1
HH 29-17
HC 12943/16
Ref HC 3499/14
Ref HH 425/14
Ref SC 409/15
Ref SC 275/16
Ref SC 699/6
JOSHUA NYAMHUKA
and
CHURCH OF GOD OF PROPHECY
versus
ABIGAIL MAPINGURE
and
DAVID MTISI
and
PIO CHIDYAMAKUNI
and
KENNEDY CHINYOWA
and
MOSES MUDAYA
and
GODFREY MATANGI
and
GOODWIN CHITAKASHA
and
PHILIP MATEVANI
and
DISPOL ZRP SOUTHERTON HARARE
SOUTH HQ
and
OFFICER IN CHARGE MACHIPISA
HIGH COURT OF ZIMBABWE
FOROMA J
HARARE, 5 & 6 January 2017
Urgent Chamber Application
S.. Mushonga, for the applicants
T. Zhuwarara with A. Muchandiona, for the 1st to 8th respondents
K. Chimiti, for the 9th and 10th respondents
FOROMA J: It is apparent from the number of reference cases in the official heading of this matter that the parties have been at each other in the courts on a number of occasions. Their battles appear to be far from over and their legal advisers do not seem to have made it any easier to see an end to the succession dispute arising from the demise of the founder of the second applicant. It would appear that the dispute may drag on longer as long as correct legal advice is not given on how to apply rules of this court correctly and to best advantage.
The current case is a third urgent approach to the court for relief involving the members engaged in the succession dispute. Ninth and tenth respondents have been dragged into this seemingly endless dispute.
The applicants approached the court for urgent relief which is summarised in the Provisional Order as follows:
‘Terms of Interim Relief
- The 1st to 8th respondents and all their functionaries and followers be and are hereby temporarily barred and interdicted from entering or coming within twenty (20) metres of Stand 8679 Mangwende Drive Canaan Highfield Harare or from interfering, interrupting, disturbing or hindering the SPIRITUAL activities of the applicants or their followers and functionaries pending the return date.
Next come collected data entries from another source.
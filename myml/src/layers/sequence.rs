use ndarray::prelude::*;

use crate::Layer;

/// Two layers run back to back. Built with [`Layer::then`].
///
/// Parameters are the first layer's followed by the second's. The scratch
/// buffer holds, in order: the first layer's scratch, the intermediate
/// activations, and the second layer's scratch.
#[derive(Debug)]
pub struct Sequence<L1, L2> {
    first: L1,
    second: L2,
    first_num_params: usize,
    num_params: usize,
}

impl<L1, L2> Sequence<L1, L2> {
    pub(crate) fn new<D>(first: L1, second: L2) -> Self
    where
        D: Dimension,
        L1: Layer<D>,
        L2: Layer<L1::Output>,
    {
        let first_num_params = first.num_params();
        let num_params = first_num_params + second.num_params();
        Sequence {
            first,
            second,
            first_num_params,
            num_params,
        }
    }
}

impl<L1, L2, D> Layer<D> for Sequence<L1, L2>
where
    D: Dimension,
    L1: Layer<D>,
    L2: Layer<L1::Output>,
{
    type Output = L2::Output;

    fn output_shape(&self, input_shape: D) -> Self::Output {
        self.second.output_shape(self.first.output_shape(input_shape))
    }

    fn num_params(&self) -> usize {
        self.num_params
    }

    fn num_hidden_activations(&self, input_shape: D) -> usize {
        let mid_shape = self.first.output_shape(input_shape.clone());
        self.first.num_hidden_activations(input_shape)
            + mid_shape.size()
            + self.second.num_hidden_activations(mid_shape)
    }

    fn apply(
        &self,
        params: ArrayView1<'_, f32>,
        x: ArrayView<'_, f32, D>,
        tmp: ArrayViewMut1<'_, f32>,
        y: ArrayViewMut<'_, f32, Self::Output>,
    ) {
        let input_shape = x.raw_dim();
        let mid_shape = self.first.output_shape(input_shape.clone());
        let (tmp1, rest) = tmp.split_at(Axis(0), self.first.num_hidden_activations(input_shape));
        let (mid, tmp2) = rest.split_at(Axis(0), mid_shape.size());
        let mut mid = mid
            .into_shape(mid_shape)
            .expect("tmp should be contiguous and sized for first layer output");

        let (p1, p2) = params.split_at(Axis(0), self.first_num_params);
        self.first.apply(p1, x, tmp1, mid.view_mut());
        self.second.apply(p2, mid.view(), tmp2, y);
    }

    fn derivatives(
        &self,
        params: ArrayView1<'_, f32>,
        x: ArrayView<'_, f32, D>,
        tmp: ArrayView1<'_, f32>,
        dy: ArrayView<'_, f32, Self::Output>,
        dp: ArrayViewMut1<'_, f32>,
    ) -> Array<f32, D> {
        let (p1, p2) = params.split_at(Axis(0), self.first_num_params);
        let (dp1, dp2) = dp.split_at(Axis(0), self.first_num_params);

        // The first layer's output was saved by `apply`; no need to rerun it.
        let input_shape = x.raw_dim();
        let mid_shape = self.first.output_shape(input_shape.clone());
        let start = self.first.num_hidden_activations(input_shape);
        let end = start + mid_shape.size();
        let mid = tmp
            .slice(s![start..end])
            .into_shape(mid_shape)
            .expect("tmp should be contiguous and sized for first layer output");

        let dmid = self
            .second
            .derivatives(p2, mid, tmp.slice(s![end..]), dy, dp2);
        self.first
            .derivatives(p1, x, tmp.slice(s![..start]), dmid.view(), dp1)
    }
}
- The 9th and 10th respondents are directed to enforce the provisions of paragraph 1 herein above pending the return date.
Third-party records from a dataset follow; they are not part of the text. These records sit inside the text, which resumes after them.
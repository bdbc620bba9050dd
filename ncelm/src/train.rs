//! The training loop.

use std::fmt;
use std::time::{Duration, Instant};

use anyhow::{ensure, Result};
use indicatif::{ProgressBar, ProgressStyle};
use ndarray::prelude::*;
use rand::rngs::StdRng;
use rand::SeedableRng;

use crate::config::TrainConfig;
use crate::corpus::{LengthBuckets, SentenceStream};
use crate::loss::ValidationReport;
use crate::model::{ModelDims, NceModel};
use crate::runlog::RunLog;
use crate::sampler::{NegativeSampler, TableSampler, UnigramTable};
use crate::validate::{log_report, Validator};

#[derive(Debug, Clone, Copy, PartialEq, Eq)]
pub enum Phase {
    Init,
    Validating,
    Training,
    Done,
}

#[derive(Debug, Clone, Copy, PartialEq, Eq)]
pub enum StopReason {
    /// Trained on `train_nb_words` words.
    BudgetReached,
    /// The corpus ran out first.
    StreamExhausted,
}

#[derive(Debug, Clone)]
pub struct TrainOutcome {
    pub stop: StopReason,
    pub steps: u64,
    pub sentences_trained: u64,
    pub words_trained: u64,
    /// Training loss of the last batch, if there was one.
    pub last_loss: Option<f32>,
    /// Result of the final validation, or `None` if the validation set was
    /// empty.
    pub final_report: Option<ValidationReport>,
}

/// Throughput so far and the estimated time left.
#[derive(Debug, Clone, Copy, PartialEq)]
pub struct Speed {
    pub sentences_per_sec: f64,
    pub words_per_sec: f64,
    pub eta: Duration,
}

impl Speed {
    pub fn measure(sentences: u64, words: u64, budget_words: u64, elapsed: Duration) -> Self {
        let secs = elapsed.as_secs_f64().max(1e-9);
        let words_per_sec = words as f64 / secs;
        let remaining = budget_words.saturating_sub(words) as f64;
        let eta = if words_per_sec > 0.0 {
            Duration::from_secs_f64(remaining / words_per_sec)
        } else {
            Duration::ZERO
        };
        Speed {
            sentences_per_sec: sentences as f64 / secs,
            words_per_sec,
            eta,
        }
    }
}

/// Formats a [`Duration`] as hours and minutes, rounding minutes up.
#[derive(Debug, Clone, Copy)]
pub struct Eta(pub Duration);

impl fmt::Display for Eta {
    fn fmt(&self, f: &mut fmt::Formatter<'_>) -> fmt::Result {
        let secs = self.0.as_secs_f64();
        let hours = (secs / 3600.0).floor();
        let minutes = ((secs - hours * 3600.0) / 60.0).ceil();
        write!(f, "{}h{:02}m", hours as u64, minutes as u64)
    }
}

pub struct Trainer {
    config: TrainConfig,
    model: NceModel,
    sampler: NegativeSampler,
    validator: Validator,
    run_log: RunLog,
    phase: Phase,
}

impl Trainer {
    /// Build a model and noise sampler. Both draw from one generator seeded
    /// with `config.seed`, so a run is reproducible.
    pub fn new(config: TrainConfig, table: UnigramTable) -> Result<Self> {
        config.validate()?;
        ensure!(
            table.vocab_size() == config.vocab_size,
            "unigram table covers {} items but the vocabulary has {}",
            table.vocab_size(),
            config.vocab_size
        );

        let mut rng = StdRng::seed_from_u64(config.seed);
        let dims = ModelDims {
            vocab_size: config.vocab_size,
            embed_dims: config.embed_dims,
            context_dims: config.context_dims,
        };
        let model = NceModel::new(dims, config.nb_negative, table.clone(), &config.optimizer, &mut rng)?;
        let sampler = NegativeSampler::new(
            TableSampler::new(&table, rng)?,
            config.nb_negative,
            config.sampling_order,
        )?;
        let run_log = RunLog::create(config.log_file.as_deref())?;

        Ok(Trainer {
            validator: Validator::new(config.sub_batch_size),
            config,
            model,
            sampler,
            run_log,
            phase: Phase::Init,
        })
    }

    pub fn model(&self) -> &NceModel {
        &self.model
    }

    pub fn model_mut(&mut self) -> &mut NceModel {
        &mut self.model
    }

    pub fn phase(&self) -> Phase {
        self.phase
    }

    fn set_phase(&mut self, phase: Phase) {
        if phase != self.phase {
            log::debug!("{:?} -> {:?}", self.phase, phase);
            self.phase = phase;
        }
    }

    /// One step on a batch of true sentences: augment it with noise, then
    /// train on it `sub_batch_size` sentences at a time. Returns the mean loss
    /// per word.
    pub fn train_batch(&mut self, batch: ArrayView2<'_, usize>) -> f32 {
        let augmented = self.sampler.negative_sample(batch);
        let mut total = 0.0f64;
        for chunk in augmented.axis_chunks_iter(Axis(1), self.config.sub_batch_size) {
            let words = chunk.len_of(Axis(1)) * chunk.len_of(Axis(2));
            total += self.model.train(chunk) as f64 * words as f64;
        }
        (total / batch.len().max(1) as f64) as f32
    }

    /// Evaluate the model on `batches` and log the result.
    pub fn validate(&mut self, batches: &[Array2<usize>]) -> Result<Option<ValidationReport>> {
        let resume = self.phase;
        self.set_phase(Phase::Validating);
        let report = self.validator.run(&self.model, &mut self.sampler, batches);
        match &report {
            Some(report) => log_report(report, &mut self.run_log)?,
            None => log::warn!("validation set is empty; skipping validation"),
        }
        self.set_phase(resume);
        Ok(report)
    }

    fn progress_bar(&self) -> Result<ProgressBar> {
        if !self.config.progress {
            return Ok(ProgressBar::hidden());
        }
        let bar = ProgressBar::new(self.config.train_nb_words);
        bar.set_style(
            ProgressStyle::with_template("[{elapsed_precise}] [{bar:40}] {pos}/{len} words {msg}")?
                .progress_chars("=> "),
        );
        Ok(bar)
    }

    /// Train on `corpus` until `train_nb_words` words have been seen or the
    /// corpus runs out.
    ///
    /// The first `val_nb_words` words become the final validation set and the
    /// next `train_val_nb_words` words the set checked every
    /// `validation_interval` during training. Neither is trained on.
    pub fn run<I>(&mut self, corpus: I) -> Result<TrainOutcome>
    where
        I: IntoIterator<Item = Result<Vec<usize>>>,
    {
        self.set_phase(Phase::Init);
        let c = &self.config;
        let setup = format!(
            "vocab_size: {} - embed_dims: {} - context_dims: {} - nb_negative: {} - learning_rate: {} - decay: {} - batch_size: {} - train_nb_words: {}",
            c.vocab_size,
            c.embed_dims,
            c.context_dims,
            c.nb_negative,
            c.optimizer.learning_rate,
            c.optimizer.decay,
            c.batch_size,
            c.train_nb_words,
        );
        log::info!("NceLangModel: {setup}");
        self.run_log.info(format_args!("NceLangModel:Setup - {setup}"))?;

        let max_len = self.config.max_sentence_len;
        let batch_size = self.config.batch_size;
        let mut stream = SentenceStream::new(corpus.into_iter(), self.config.vocab_size);
        let val_batches = stream.take_words(self.config.val_nb_words, max_len, batch_size)?;
        let train_val_batches = stream.take_words(self.config.train_val_nb_words, max_len, batch_size)?;
        log::info!(
            "held out {} sentences ({} words) for validation",
            stream.sentences_read(),
            stream.words_read()
        );

        self.validate(&train_val_batches)?;

        self.set_phase(Phase::Training);
        let progress = self.progress_bar()?;
        let mut buckets = LengthBuckets::new(max_len, batch_size);
        let start = Instant::now();
        let mut next_validation = start + self.config.validation_interval;
        let mut steps = 0u64;
        let mut sentences_trained = 0u64;
        let mut words_trained = 0u64;
        let mut last_loss = None;
        let mut stop = StopReason::StreamExhausted;

        while let Some(sentence) = stream.next_sentence()? {
            let Some(batch) = buckets.push(&sentence) else {
                continue;
            };
            let loss = self.train_batch(batch.view());
            steps += 1;
            sentences_trained += batch.nrows() as u64;
            words_trained += batch.len() as u64;
            last_loss = Some(loss);

            let speed = Speed::measure(
                sentences_trained,
                words_trained,
                self.config.train_nb_words,
                start.elapsed(),
            );
            progress.set_position(words_trained);
            progress.set_message(format!("loss: {loss:.4} - eta: {}", Eta(speed.eta)));
            progress.suspend(|| {
                log::info!(
                    "NceLangModel:Train step {steps} - {:.1} sentences/s - {:.1} words/s - loss: {loss:.4} - lr: {} - eta: {}",
                    speed.sentences_per_sec,
                    speed.words_per_sec,
                    self.model.learning_rate(),
                    Eta(speed.eta),
                )
            });
            self.run_log.info(format_args!(
                "NceLangModel:Train - time: {:.3} - loss: {loss:.6} - sentences/s: {:.1} - words/s: {:.1} - eta: {}",
                start.elapsed().as_secs_f64(),
                speed.sentences_per_sec,
                speed.words_per_sec,
                Eta(speed.eta),
            ))?;

            if Instant::now() >= next_validation {
                progress.suspend(|| self.validate(&train_val_batches))?;
                next_validation = Instant::now() + self.config.validation_interval;
            }
            if words_trained >= self.config.train_nb_words {
                stop = StopReason::BudgetReached;
                break;
            }
        }
        progress.finish_and_clear();

        match stop {
            StopReason::BudgetReached => log::info!("trained on {words_trained} words in {steps} steps"),
            StopReason::StreamExhausted => log::warn!(
                "corpus ran out after {words_trained} training words ({} requested)",
                self.config.train_nb_words
            ),
        }

        log::info!("training finished; evaluating on the validation set");
        let final_report = self.validate(&val_batches)?;
        if let Some(path) = &self.config.save_path {
            self.model.save_params(path)?;
        }
        self.set_phase(Phase::Done);

        Ok(TrainOutcome {
            stop,
            steps,
            sentences_trained,
            words_trained,
            last_loss,
            final_report,
        })
    }
}

impl fmt::Debug for Trainer {
    fn fmt(&self, f: &mut fmt::Formatter<'_>) -> fmt::Result {
        f.debug_struct("Trainer")
            .field("phase", &self.phase)
            .field("model", &self.model)
            .finish_non_exhaustive()
    }
}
- The 1st to 8th respondents show cause if any why they should not pay costs of suit on the higher scale.
At the hearing of the application the Mr Mushonga represented the applicants and
first to eighth respondents were represented by Mr Zhuwarara instructed by Mr Muchandiona and ninth and tenth respondents were represented by Mr Chimiti.
It is important to note that the applicants on 23 December 2016 when the applicants filed their application they also filed on the same date a certificate of service which purported to be proof of service on the first to eight respondents. The application could have been set down for hearing before the court took the Christmas break but for the invalid certificate of service in terms of which the appellant’s legal practitioners purported to have served the application on one Rene Mutumbura at the first respondent’s residential address who allegedly accepted service for and on behalf of the first to eight respondents. I directed that service be made afresh. Then no service appeared to have been effected on the ninth and tenth respondents. Proper service of the application had been done by 3 January 2017 and the matter was then set down for hearing on 4 January 2017.
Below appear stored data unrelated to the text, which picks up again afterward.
//! Layers. Each one knows how to run itself forward (`apply`) and how to
//! push derivatives backward (`derivatives`), given a slice of the model's
//! flat parameter vector.

mod activation;
mod dense;
mod embedding;
mod lstm;
mod sequence;
mod shift;

pub use activation::{ActivationLayer, Exponential, Sigmoid, Tanh};
pub use dense::DenseLayer;
pub use embedding::Embedding;
pub use lstm::LstmLayer;
pub use sequence::Sequence;
pub use shift::ShiftLayer;
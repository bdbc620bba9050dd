use std::fmt::Debug;

use ndarray::prelude::*;

use crate::layers::{ActivationLayer, DenseLayer, Exponential, Sequence};

pub trait Layer<D>: Debug
where
    D: Dimension,
{
    /// Type of the output shape, typically one of `Ix2`, `Ix3`, etc.
    ///
    /// Axis 0 of this is always the mini-batch axis.
    type Output: Dimension;

    /// For input of the given shape, compute the output shape.
    ///
    /// Axis 0 of both `input_shape` and `output_shape` is the mini-batch axis.
    fn output_shape(&self, input_shape: D) -> Self::Output;

    /// Number of parameters required for this layer.
    ///
    /// The caller provides parameters to the other methods as a single flat
    /// array, which the methods will slice up and reshape into whatever they
    /// need.
    fn num_params(&self) -> usize {
        0
    }

    /// Amount of scratch space this layer needs to remember hidden
    /// activations between `apply` and `derivatives`.
    ///
    /// The caller allocates one flat buffer of this size per batch and
    /// passes it to both calls.
    fn num_hidden_activations(&self, _input_shape: D) -> usize {
        0
    }

    /// Compute the output of this layer, given the `params` and the input `x`.
    /// Store the output in `y` and store whatever `derivatives` will need
    /// later in `tmp`.
    ///
    /// Axis 0 of `x` is always the mini-batch axis.
    fn apply(
        &self,
        params: ArrayView1<'_, f32>,
        x: ArrayView<'_, f32, D>,
        tmp: ArrayViewMut1<'_, f32>,
        y: ArrayViewMut<'_, f32, Self::Output>,
    );

    /// Given x and ∂L/∂y at x, compute partial derivatives ∂L/∂x and ∂L/∂p.
    ///
    /// Store ∂L/∂p in the out-param `dp`, a 1D vector of derivatives laid
    /// out like `params`. Return ∂L/∂x.
    ///
    /// `tmp` must be the buffer filled in by the matching `apply` call.
    fn derivatives(
        &self,
        params: ArrayView1<'_, f32>,
        x: ArrayView<'_, f32, D>,
        tmp: ArrayView1<'_, f32>,
        dy: ArrayView<'_, f32, Self::Output>,
        dp: ArrayViewMut1<'_, f32>,
    ) -> Array<f32, D>;

    fn then<L2>(self, other: L2) -> Sequence<Self, L2>
    where
        Self: Sized,
        L2: Layer<Self::Output>,
    {
        Sequence::new(self, other)
    }

    fn exponential(self) -> Sequence<Self, ActivationLayer<Exponential>>
    where
        Self: Sized,
    {
        self.then(ActivationLayer::new(Exponential))
    }

    /// Append a fully connected layer with weights and biases.
    fn dense(self, num_inputs: usize, num_outputs: usize) -> Sequence<Self, DenseLayer>
    where
        Self: Sized + Layer<D, Output = Ix2>,
    {
        self.then(DenseLayer::new(num_inputs, num_outputs))
    }
}

pub trait ActivationFn: Copy + Clone + Debug {
    fn f(self, x: f32) -> f32;
    fn df(self, x: f32) -> f32;
}

/// Something that turns gradients into parameter updates.
pub trait Optimizer: Debug {
    /// Update `params` in place, given ∂L/∂p for the current batch.
    fn update(&mut self, params: ArrayViewMut1<'_, f32>, grads: ArrayView1<'_, f32>);

    /// The step size that will be used for the next update.
    fn learning_rate(&self) -> f32;
}
//! Optional machine-readable log of a training run.
//!
//! Every line is `<unix time in seconds> <message>`, flushed as soon as it's
//! written so the file can be tailed during a long run.

use std::fmt::Display;
use std::fs::File;
use std::io::{BufWriter, Write};
use std::path::Path;
use std::time::{SystemTime, UNIX_EPOCH};

use anyhow::{Context, Result};

#[derive(Debug, Default)]
pub struct RunLog {
    out: Option<BufWriter<File>>,
}

impl RunLog {
    /// A log that discards everything.
    pub fn disabled() -> Self {
        RunLog::default()
    }

    /// Log to a fresh file at `path`, or nowhere if `path` is `None`.
    pub fn create(path: Option<&Path>) -> Result<Self> {
        let out = match path {
            None => None,
            Some(path) => Some(BufWriter::new(
                File::create(path).with_context(|| format!("failed to create log file {path:?}"))?,
            )),
        };
        Ok(RunLog { out })
    }

    pub fn is_enabled(&self) -> bool {
        self.out.is_some()
    }

    pub fn info(&mut self, msg: impl Display) -> Result<()> {
        let Some(out) = &mut self.out else {
            return Ok(());
        };
        let now = SystemTime::now()
            .duration_since(UNIX_EPOCH)
            .map(|d| d.as_secs_f64())
            .unwrap_or(0.0);
        writeln!(out, "{now:.3} {msg}").context("failed to write log file")?;
        out.flush().context("failed to write log file")
    }
}

#[cfg(test)]
mod tests {
    use super::*;

    #[test]
    fn writes_timestamped_lines() {
        let dir = tempfile::tempdir().unwrap();
        let path = dir.path().join("run.log");
        let mut log = RunLog::create(Some(&path)).unwrap();
        assert!(log.is_enabled());
        log.info("first").unwrap();
        log.info(format_args!("loss: {:.6}", 1.5)).unwrap();

        let text = std::fs::read_to_string(&path).unwrap();
        let lines: Vec<&str> = text.lines().collect();
        assert_eq!(lines.len(), 2);
        let (stamp, msg) = lines[1].split_once(' ').unwrap();
        assert!(stamp.parse::<f64>().unwrap() > 0.0);
        assert_eq!(msg, "loss: 1.500000");
    }

    #[test]
    fn disabled_log_accepts_everything() {
        let mut log = RunLog::disabled();
        assert!(!log.is_enabled());
        log.info("ignored").unwrap();
    }
}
At the commencement of the hearing Advocate Zhuwarara took points in limine namely that there was no urgent application before the court as there had been a failure to comply with the rules regarding the format of the application and (ii) that the certificate of urgency was defective and thus there was no urgent application before the court. Mr. Chimiti also took a point in limine namely that the relief sought was legally incompetent as police have no lawful authority to enforce High Court Orders as the power to enforce such court order reposes in the Sheriff, his deputy and assistants.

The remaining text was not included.